The Port of Los Angeles is expected to be the first port in the United States to create a centralized online cargo database as it moves to expand a successful pilot program.

The effort could give the busiest port in the country a competitive edge in a struggling and changing shipping industry that is seeing more bankruptcies and mergers, the formation of alliances, and larger ships. Supply chain leaders have long lamented the lack of coordination in the sharing of maritime data as a key factor in inefficiencies plaguing cargo movement.

The Los Angeles Board of Harbor Commissioners this month approved a contract extension with Chicago-based GE Transportation Co., which had handled the pilot program of the digital portal, under a recommendation from Gene Seroka, the port’s executive director. Seroka said no other port in the country has undertaken such a project.

The initial one-year contract – set to expire this fall – was extended for up to five years, and port funding is to increase from $1.3 million to $13.1 million. The agreement is subject to review by the Los Angeles City Council in the next few weeks.

The first round of the program included the largest terminal at the port, APM Terminals; shipping lines Mediterranean Shipping Co. and Maersk; and about 10 cargo owners including retailers and other businesses.

The program extension would include all eight terminals at the port, up to 15 global shipping lines and more freight owners.

“We received a lot of positive feedback from those that were involved in the pilot program,” said Nanette Efird, GE’s senior product manager who has worked on the project since its inception.

Outdated model

Standalone data from all sectors of the port supply chain exist, including for trucking companies, chassis providers, rail, vessels, terminal operators and more.
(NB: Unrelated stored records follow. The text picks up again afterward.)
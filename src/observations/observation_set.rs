//! # Time-sorted observation container and candidate windower
//!
//! [`ObservationSet`] keeps observations sorted by `(obstime, obs_id)` in one
//! contiguous `Vec`, with a parallel column of timestamps. For a query time `t`
//! and a tolerance `tol`, [`ObservationSet::window`] returns the contiguous slice
//! whose timestamps fall in `[t - tol, t + tol]` using two binary searches,
//! so the cost per query is `O(log n + k)` for `k` rows in the window.
//!
//! The same search is exposed as the free function [`time_window`] so any
//! time-sorted slice (for example a list of indices into a set) can be windowed.
use hifitime::Epoch;
use std::ops::Range;

use crate::{
    constants::Seconds,
    observations::{compare_observation_ids, Observation},
    time::shift_seconds,
};

/// Index range of the items whose key lies in `[t - tol, t + tol]`.
///
/// Arguments
/// -----------------
/// * `items`: a slice sorted by `key` (ascending)
/// * `key`: extracts the timestamp of an item
/// * `t`: the query time
/// * `tolerance`: half-width of the window, in seconds (non-negative)
///
/// Return
/// ----------
/// * the half-open index range of the matching items; empty when nothing qualifies
pub fn time_window<T, F>(items: &[T], key: F, t: Epoch, tolerance: Seconds) -> Range<usize>
where
    F: Fn(&T) -> Epoch,
{
    let lower = shift_seconds(t, -tolerance);
    let upper = shift_seconds(t, tolerance);

    let start = items.partition_point(|item| key(item) < lower);
    let end = items.partition_point(|item| key(item) <= upper);
    start..end.max(start)
}

/// A set of observations sorted by `(obstime, obs_id)`.
#[derive(Debug, Clone, Default, PartialEq)]
pub struct ObservationSet {
    observations: Vec<Observation>,
    times: Vec<Epoch>,
}

impl ObservationSet {
    /// Sort the observations and build the timestamp column.
    pub fn new(mut observations: Vec<Observation>) -> Self {
        observations.sort_by(|a, b| {
            a.obstime()
                .cmp(&b.obstime())
                .then_with(|| compare_observation_ids(a.obs_id(), b.obs_id()))
        });
        let times = observations.iter().map(Observation::obstime).collect();
        ObservationSet {
            observations,
            times,
        }
    }

    pub fn len(&self) -> usize {
        self.observations.len()
    }

    pub fn is_empty(&self) -> bool {
        self.observations.is_empty()
    }

    pub fn as_slice(&self) -> &[Observation] {
        &self.observations
    }

    pub fn iter(&self) -> std::slice::Iter<'_, Observation> {
        self.observations.iter()
    }

    /// Earliest and latest observation time, `None` for an empty set.
    pub fn time_span(&self) -> Option<(Epoch, Epoch)> {
        Some((*self.times.first()?, *self.times.last()?))
    }

    /// Index range of the observations within `tolerance` seconds of `t`.
    pub fn window_range(&self, t: Epoch, tolerance: Seconds) -> Range<usize> {
        time_window(&self.times, |e| *e, t, tolerance)
    }

    /// Observations within `tolerance` seconds of `t`, in set order.
    ///
    /// See also
    /// ------------
    /// * [`time_window`] – the underlying binary search.
    pub fn window(&self, t: Epoch, tolerance: Seconds) -> &[Observation] {
        &self.observations[self.window_range(t, tolerance)]
    }

    pub fn into_vec(self) -> Vec<Observation> {
        self.observations
    }
}

impl FromIterator<Observation> for ObservationSet {
    fn from_iter<I: IntoIterator<Item = Observation>>(iter: I) -> Self {
        ObservationSet::new(iter.into_iter().collect())
    }
}

impl<'a> IntoIterator for &'a ObservationSet {
    type Item = &'a Observation;
    type IntoIter = std::slice::Iter<'a, Observation>;

    fn into_iter(self) -> Self::IntoIter {
        self.observations.iter()
    }
}

#[cfg(test)]
mod observation_set_test {
    use super::*;
    use crate::time::parse_timestamp;
    use proptest::prelude::*;

    fn obs_at(id: &str, offset_ms: i64) -> Observation {
        let t0 = parse_timestamp("2023-01-01T00:00:00").unwrap();
        Observation::builder(id, 433u32, shift_seconds(t0, offset_ms as f64 / 1000.0), 10.0, 10.0)
            .build()
            .unwrap()
    }

    #[test]
    fn test_sorted_by_time_then_id() {
        let set = ObservationSet::new(vec![
            obs_at("3", 1000),
            obs_at("10", 0),
            obs_at("9", 0),
        ]);
        let ids: Vec<_> = set.iter().map(Observation::obs_id).collect();
        assert_eq!(ids, ["9", "10", "3"]);
    }

    #[test]
    fn test_window_is_inclusive() {
        let set: ObservationSet = [-30_000, -30_001, 0, 29_999, 30_000, 30_001]
            .iter()
            .enumerate()
            .map(|(i, ms)| obs_at(&i.to_string(), *ms))
            .collect();

        let t0 = parse_timestamp("2023-01-01T00:00:00").unwrap();
        let ids: Vec<_> = set.window(t0, 30.0).iter().map(Observation::obs_id).collect();
        assert_eq!(ids, ["0", "2", "3", "4"]);

        assert_eq!(set.window(t0, 0.0).len(), 1);
        let far = shift_seconds(t0, 3600.0);
        assert!(set.window(far, 30.0).is_empty());
    }

    #[test]
    fn test_empty_set() {
        let set = ObservationSet::default();
        let t0 = parse_timestamp("2023-01-01T00:00:00").unwrap();
        assert!(set.window(t0, 30.0).is_empty());
        assert!(set.time_span().is_none());
    }

    proptest! {
        #[test]
        fn prop_window_equals_linear_scan(
            offsets in proptest::collection::vec(-120_000i64..120_000, 0..60),
            query in -150_000i64..150_000,
            tol_s in 0u32..60,
        ) {
            let set: ObservationSet = offsets
                .iter()
                .enumerate()
                .map(|(i, ms)| obs_at(&i.to_string(), *ms))
                .collect();

            let t0 = parse_timestamp("2023-01-01T00:00:00").unwrap();
            let t = shift_seconds(t0, query as f64 / 1000.0);
            let tol = tol_s as f64;

            let windowed: Vec<_> = set.window(t, tol).iter().map(Observation::obs_id).collect();
            let scanned: Vec<_> = set
                .iter()
                .filter(|o| (o.obstime() - t).abs().to_seconds() <= tol)
                .map(Observation::obs_id)
                .collect();
            prop_assert_eq!(windowed, scanned);
        }
    }
}
//! Command line front-end: cross-match, duplicate search and submission history
//! over CSV observation exports.

use camino::Utf8PathBuf;
use clap::{Args, Parser, Subcommand};
use std::process::ExitCode;
use tracing::{error, info, warn};

use mpcq::{
    observations::{
        csv_reader::read_observations_file,
        display::{
            duplicate_rows, match_rows, submission_rows, to_json, DuplicateTable, MatchTable,
            SubmissionTable,
        },
    },
    Designation, InMemorySource, Mpcq, MpcqConfig, MpcqError, Tolerance,
};

#[derive(Parser)]
#[command(name = "mpcq")]
#[command(about = "Cross-match and de-duplicate MPC astrometric observations")]
#[command(version)]
struct Cli {
    /// TOML configuration file (tolerances, worker count)
    #[arg(long, global = true)]
    config: Option<Utf8PathBuf>,

    /// Number of worker threads (0 = one per logical CPU)
    #[arg(long, global = true)]
    workers: Option<usize>,

    #[command(subcommand)]
    command: Commands,
}

#[derive(Subcommand)]
enum Commands {
    /// Match input observations against a reference export
    CrossMatch(CrossMatchArgs),

    /// Find observations reported more than once
    Duplicates(DuplicatesArgs),

    /// Summarize the submissions of objects
    Submissions(SubmissionsArgs),
}

#[derive(Args)]
struct ToleranceArgs {
    /// Time tolerance in seconds
    #[arg(long)]
    time_tolerance: Option<f64>,

    /// Angular tolerance in arcseconds
    #[arg(long)]
    angle_tolerance: Option<f64>,
}

impl ToleranceArgs {
    fn apply(&self, base: Tolerance) -> Result<Tolerance, MpcqError> {
        Tolerance::new(
            self.time_tolerance
                .unwrap_or(base.time_tolerance_seconds()),
            self.angle_tolerance
                .unwrap_or(base.angle_tolerance_arcsec()),
        )
    }
}

#[derive(Args)]
struct CrossMatchArgs {
    /// Reference observations (CSV)
    #[arg(long)]
    reference: Utf8PathBuf,

    /// Observations to match (CSV)
    #[arg(long)]
    input: Utf8PathBuf,

    #[command(flatten)]
    tolerance: ToleranceArgs,

    /// Print JSON instead of a table
    #[arg(long)]
    json: bool,
}

#[derive(Args)]
struct DuplicatesArgs {
    /// Observations to search (CSV)
    #[arg(long)]
    reference: Utf8PathBuf,

    /// Objects to search; every object of the file when omitted
    designations: Vec<String>,

    #[command(flatten)]
    tolerance: ToleranceArgs,

    /// Print JSON instead of a table
    #[arg(long)]
    json: bool,
}

#[derive(Args)]
struct SubmissionsArgs {
    /// Observations to summarize (CSV)
    #[arg(long)]
    reference: Utf8PathBuf,

    /// Objects to summarize; every object of the file when omitted
    designations: Vec<String>,

    /// Print JSON instead of a table
    #[arg(long)]
    json: bool,
}

fn load_config(cli: &Cli) -> Result<MpcqConfig, MpcqError> {
    let mut config = match &cli.config {
        Some(path) => MpcqConfig::from_file(path)?,
        None => MpcqConfig::default(),
    };
    if let Some(workers) = cli.workers {
        config = config.with_workers(workers);
    }
    Ok(config)
}

fn designations_or_all(raw: &[String], source: &InMemorySource) -> Vec<Designation> {
    if raw.is_empty() {
        source.designations()
    } else {
        raw.iter().map(|d| Designation::from(d.as_str())).collect()
    }
}

fn cross_match(config: MpcqConfig, args: &CrossMatchArgs) -> Result<(), MpcqError> {
    let tolerance = args.tolerance.apply(config.crossmatch)?;
    let engine = Mpcq::new(InMemorySource::from_csv(&args.reference)?, config);

    let loaded = read_observations_file(&args.input)?;
    if !loaded.rejected.is_empty() {
        warn!(rejected = loaded.rejected.len(), "Some input rows were rejected");
    }

    let report = engine.cross_match(&loaded.observations, &tolerance)?;
    for failure in &report.failures {
        error!(designation = %failure.designation, error = %failure.error, "Object not matched");
    }

    if args.json {
        println!("{}", to_json(&match_rows(&report.results))?);
    } else {
        println!("{}", MatchTable::new(&report.results));
    }
    Ok(())
}

fn duplicates(config: MpcqConfig, args: &DuplicatesArgs) -> Result<(), MpcqError> {
    let tolerance = args.tolerance.apply(config.duplicates)?;
    let engine = Mpcq::new(InMemorySource::from_csv(&args.reference)?, config);
    let designations = designations_or_all(&args.designations, engine.source());

    let outcomes = engine.find_duplicates_batch(&designations, &tolerance)?;

    let mut rows = Vec::new();
    for outcome in &outcomes {
        match &outcome.result {
            Ok(groups) if args.json => rows.extend(duplicate_rows(&outcome.designation, groups)),
            Ok(groups) => {
                println!("{} – {} duplicate group(s)", outcome.designation, groups.len());
                if !groups.is_empty() {
                    println!("{}", DuplicateTable::new(&outcome.designation, groups));
                }
            }
            Err(err) => error!(designation = %outcome.designation, %err, "Duplicate search failed"),
        }
    }
    if args.json {
        println!("{}", to_json(&rows)?);
    }
    Ok(())
}

fn submissions(config: MpcqConfig, args: &SubmissionsArgs) -> Result<(), MpcqError> {
    let engine = Mpcq::new(InMemorySource::from_csv(&args.reference)?, config);
    let designations = designations_or_all(&args.designations, engine.source());

    let summaries = engine.submission_history(&designations)?;
    if args.json {
        println!("{}", to_json(&submission_rows(&summaries))?);
    } else {
        println!("{}", SubmissionTable::new(&summaries));
    }
    Ok(())
}

fn run(cli: Cli) -> Result<(), MpcqError> {
    let config = load_config(&cli)?;
    info!(
        crossmatch = %config.crossmatch,
        duplicates = %config.duplicates,
        workers = config.engine.workers,
        "Configuration loaded"
    );

    match &cli.command {
        Commands::CrossMatch(args) => cross_match(config, args),
        Commands::Duplicates(args) => duplicates(config, args),
        Commands::Submissions(args) => submissions(config, args),
    }
}

fn main() -> ExitCode {
    tracing_subscriber::fmt()
        .with_env_filter(
            tracing_subscriber::EnvFilter::try_from_default_env()
                .unwrap_or_else(|_| tracing_subscriber::EnvFilter::new("info")),
        )
        .with_writer(std::io::stderr)
        .init();

    match run(Cli::parse()) {
        Ok(()) => ExitCode::SUCCESS,
        Err(err) => {
            error!("{err}");
            ExitCode::FAILURE
        }
    }
}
The problem is the coordination among these data sets, or the lack thereof, Efird said.

The digital portal is a cloud-based web system with customized user-type logins, she said. The pilot program included setting up a secure login page for the parties involved, streamlining sources of data in one place and ensuring cybersecurity.

The logins by type ensure access only to information applicable to that client and relevant parties. Maersk, for example, could see its cargo shipment details all in one place without getting access to information on any other shipping lines, Efird said.

Terminal operators would receive the Maersk information via the portal, and pertinent information would be made available to other stakeholders such as truckers scheduled to pick up loads. This would reduce the back and forth between the parties in figuring out logistics, she said.

“These sets of information are already out there, but it’s all very fragmented,” she said, noting that some of the data is still only recorded on paper.

Weston LaBar, executive director of the Harbor Trucking Association, a coalition of California trucking companies, said truck dispatchers visit about 40 websites daily to schedule load pickups.

“We need to know chassis availability and size, what terminal to pick up cargo from, time of pickup, which containers and how many, for whom, where to drop off empty containers and so much more,” he said. “To have all that information available in real time, in one place, will impact us in a very positive way.”

Big ship, big idea

The idea to create a centralized database at the port came in December 2015 when a super carrier called the Benjamin Franklin, owned by French company CMA CGM, docked. It was the largest container vessel to call on a North American port, carrying 18,000 containers, known as 20-foot-equivalent units, which was one-third larger in size than the biggest ships calling there at that time.

Port officials had to plan a few weeks in advance for the megaship’s arrival, which they said led them to look seriously into developing a system where cargo information was more streamlined.

Workflow problems often start with chassis providers, without which trucks are unable to move cargo containers once they come off ships.

“Our industry is very reactive,” said Kristy Schiller, logistics manager at chassis provider Flexi-Van. “I start my day working with all cargo terminal operators in getting a chassis count, and we do this manually with spreadsheets.”

Kenilworth, N.J.-based Flexi-Van is part of a so-called Pool of Pools agreement that makes it and two other companies, Direct ChassisLink Inc. and Trac Intermodal, the largest providers of chassis for carrying cargo containers at the twin ports. Together, the companies supply 72,000 of the ports’ 85,000 chassis.

What digital portal pilot program has improved, Schiller said, is the ability to plan ahead.

“Having a system like this would enable us to be proactive and plan chassis repositioning up to 14 days in advance as opposed to two to three days out,” she said.

With the contract extension, the digital portal has officially come out of pilot mode and is gearing for implementation by July.

L.A. port officials said they have extended an offer to include the Port of Long Beach in the initiative and are waiting to hear back.